The table containing b8's wordlist.

4.3 Configuration of the lexer

The lexer disassembles the text we want to analyze to single words ("tokens"). The way it does this can be customized.

All the following values can be set in the "config_lexer" array (the third parameter) passed to b8. The name of the array doesn't matter (of course), it just has to be the third argument.

min_size

The minimal length for a token to be considered when calculating the rating of a text. Defaults to 3 (integer).

max_size

The maximal length for a token to be considered when calculating the rating of a text. Defaults to 30 (integer).

allow_numbers

Should pure numbers also be considered? Defaults to false (boolean).

get_uris

Look for URIs. Defaults to true (boolean).

old_get_html

Extracts HTML. This is the old search function used up to b8 0.5.2. If you have an existing b8 installation and want the exactly same behaviour as before, use this. This function will probably removed in a future release. Defaults to true (boolean).

get_html

Extracts HTML. This has been added in b8 0.6 and should work better then the "old_get_html" procedure. Defaults to false (boolean).

get_bbcode

Extracts BBCode, which is often used in forums. Defaults to false (boolean).

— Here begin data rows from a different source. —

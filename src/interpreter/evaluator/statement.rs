use log::trace;

use crate::{
    ast::{Program, Stmt},
    interpreter::{
        command::{Command, CommandSink},
        environment::Environment,
        evaluator::core::EvalResult,
    },
};

impl Stmt {
    /// Executes the statement for its effect.
    ///
    /// Assignments update `env`; turtle actions emit exactly one command to
    /// `sink`. Loops and conditionals recurse into their bodies depth-first.
    ///
    /// # Errors
    /// Any evaluation error or sink failure aborts execution and is returned
    /// unchanged. Commands emitted before the failure stay in the sink.
    ///
    /// # Example
    /// ```
    /// use turtlec::{
    ///     ast::{Expr, Stmt},
    ///     interpreter::{command::Command, environment::Variables},
    /// };
    ///
    /// let mut env = Variables::new();
    /// let mut commands: Vec<Command> = Vec::new();
    ///
    /// Stmt::Right(Expr::Constant(90.0)).execute(&mut env, &mut commands).unwrap();
    ///
    /// assert_eq!(commands, vec![Command::Rotate(-90.0)]);
    /// ```
    pub fn execute<E, S>(&self, env: &mut E, sink: &mut S) -> EvalResult<()>
        where E: Environment + ?Sized,
              S: CommandSink + ?Sized
    {
        match self {
            Self::Assign { name, value } => {
                let value = value.eval(&*env)?;
                env.put(name, value);
                Ok(())
            },
            Self::Block(statements) => {
                for statement in statements {
                    statement.execute(env, sink)?;
                }
                Ok(())
            },
            Self::While { condition, body } => {
                let mut iterations: u64 = 0;
                while condition.eval_condition(&*env)? {
                    iterations += 1;
                    trace!("while iteration {iterations}");
                    body.execute(env, sink)?;
                }
                Ok(())
            },
            Self::If { condition,
                       body,
                       else_branch, } => {
                if condition.eval_condition(&*env)? {
                    body.execute(env, sink)
                } else if let Some(else_branch) = else_branch {
                    else_branch.execute(env, sink)
                } else {
                    Ok(())
                }
            },
            Self::Home => sink.emit(Command::Home),
            Self::PenUp => sink.emit(Command::PenUp),
            Self::PenDown => sink.emit(Command::PenDown),
            Self::PushState => sink.emit(Command::PushState),
            Self::PopState => sink.emit(Command::PopState),
            Self::Forward(distance) => sink.emit(Command::Move(distance.eval(&*env)?)),
            Self::Left(angle) => sink.emit(Command::Rotate(angle.eval(&*env)?)),
            Self::Right(angle) => sink.emit(Command::Rotate(-angle.eval(&*env)?)),
        }
    }
}

impl Program {
    /// Executes every top-level statement in order.
    ///
    /// # Errors
    /// Stops at the first failing statement and returns its error.
    pub fn execute<E, S>(&self, env: &mut E, sink: &mut S) -> EvalResult<()>
        where E: Environment + ?Sized,
              S: CommandSink + ?Sized
    {
        for statement in &self.statements {
            statement.execute(env, sink)?;
        }
        Ok(())
    }
}
use std::{
    fs,
    io::{self, BufWriter},
    process,
};

use clap::Parser;
use log::LevelFilter;
use simple_logger::SimpleLogger;
use turtlec::{
    execute_program,
    interpreter::{
        command::TextSink,
        environment::{Environment, UnboundPolicy, Variables},
    },
    parse_program,
};

/// turtlec compiles turtle-graphics programs into device commands, one per
/// line, on standard output.
#[derive(Parser, Debug)]
#[command(version, about, long_about = None)]
struct Args {
    /// Tells turtlec to read the program from a file instead of the argument.
    #[arg(short, long)]
    file: bool,

    /// Binds a variable before the program runs, e.g. `-D size=10`.
    #[arg(short = 'D', long = "define", value_name = "NAME=VALUE", value_parser = parse_binding)]
    defines: Vec<(String, f32)>,

    /// Reads variables that were never assigned as 0 instead of failing.
    #[arg(long)]
    lenient: bool,

    /// Prints the parsed program instead of executing it.
    #[arg(long)]
    ast: bool,

    /// Increases log output on standard error (-v, -vv, -vvv).
    #[arg(short, long, action = clap::ArgAction::Count)]
    verbose: u8,

    contents: String,
}

fn parse_binding(text: &str) -> Result<(String, f32), String> {
    let (name, value) = text.split_once('=')
                            .ok_or_else(|| format!("expected NAME=VALUE, found '{text}'"))?;
    let value = value.trim()
                     .parse()
                     .map_err(|e| format!("invalid value for '{name}': {e}"))?;
    Ok((name.trim().to_string(), value))
}

const fn level_for(verbosity: u8) -> LevelFilter {
    match verbosity {
        0 => LevelFilter::Warn,
        1 => LevelFilter::Info,
        2 => LevelFilter::Debug,
        _ => LevelFilter::Trace,
    }
}

fn main() {
    let args = Args::parse();

    if let Err(e) = SimpleLogger::new().with_level(level_for(args.verbose)).init() {
        eprintln!("Failed to initialise logging: {e}");
    }

    let script = if args.file {
        fs::read_to_string(&args.contents).unwrap_or_else(|_| {
            eprintln!("Failed to read the input file '{}'. Perhaps this file does not exist?",
                      &args.contents);
            process::exit(1);
        })
    } else {
        args.contents
    };

    let program = parse_program(&script).unwrap_or_else(|e| {
        eprintln!("{e}");
        process::exit(1);
    });

    if args.ast {
        print!("{program}");
        return;
    }

    let mut env = Variables::new();
    if args.lenient {
        env.set_policy(UnboundPolicy::Default(0.0));
    }
    for (name, value) in &args.defines {
        log::info!("binding {name} = {value}");
        env.put(name, *value);
    }

    let mut sink = TextSink::new(BufWriter::new(io::stdout().lock()));
    let result = execute_program(&program, &mut env, &mut sink);
    // Commands emitted before a runtime error are still delivered.
    let flushed = sink.flush();

    if let Err(e) = result.and(flushed) {
        eprintln!("{e}");
        process::exit(1);
    }
}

4.4 Configuration of the degenerator

When a token is not found in the database, b8 tries to find similar versions of that token. The degenerator provides these similar versions (cf. 2). The way it generates these "degenerates" can be customized.

All the following values can be set in the "config_degenerator" array (the fourth parameter) passed to b8. The name of the array doesn't matter (of course), it just has to be the fourth argument.

multibyte

Use multibyte operations when searching for degenerated versions of an unknown token. When activating this, b8 needs PHP's mbstring module to work. Defaults to false (boolean).

encoding

The internal encoding to use when doing multibyte operations. This will only be used when multibyte is set to true. Defaults to UTF-8 (string).

The difference of using or not using multibyte operations will only show up when non-latin-1 text is processed by b8. For example, if we have an unknown token HeLlO!, the degenerator will provide the degenerated versions hello!, HELLO!, Hello!, hello, HELLO, Hello and HeLlO, no matter if multibyte operations are used or not.

When we have a non-latin-1 word, we may get a different result. For example, if we have the unknow token ПрИвЕт!, the degenerator will only provide one degenerated version of it: ПрИвЕт. Using multibyte operations, we get the same variants as with the latin-1 word: привет!, ПРИВЕТ!, Привет!, привет, ПРИВЕТ, Привет and ПрИвЕт.

Using multibyte operations will simply make the degenerator more effective.

5 Using b8

Now, that everything is configured, you can start to use b8. A sample script that shows what can be done with the filter can be found in example/. Using this script, you can test how all this works before integrating b8 in your own scripts.

Before you can start, you have to setup a database so that b8 can store a wordlist.

5.1 Setting up a new database

5.1.1 Setting up a new Berkeley DB

There's a script that automates setting up a new Berkeley DB for b8. It is located at install/setup_berkeleydb.php. Just run this script on your server and be sure that the directory containing it has the proper access rights set so that the server's HTTP server user or PHP user can create a new file in it (probably 0777). The script is quite self-explaining, just run it.

If you prefer to setup a new b8 Berkeley DB manually, just create an empty database and insert the following values:

"b8*dbversion" => "3"
"b8*texts"     => "0 0"

5.1.2 Setting up a new MySQL table

The SQL file install/setup_mysql.sql contains both the CREATE statement for the wordlist table of b8 and the INSERT statements for adding the necessary internal variables.

Simply change the table name according to your needs (or leave it as it is ;-) and run the SQL to setup a MySQL b8 wordlist table.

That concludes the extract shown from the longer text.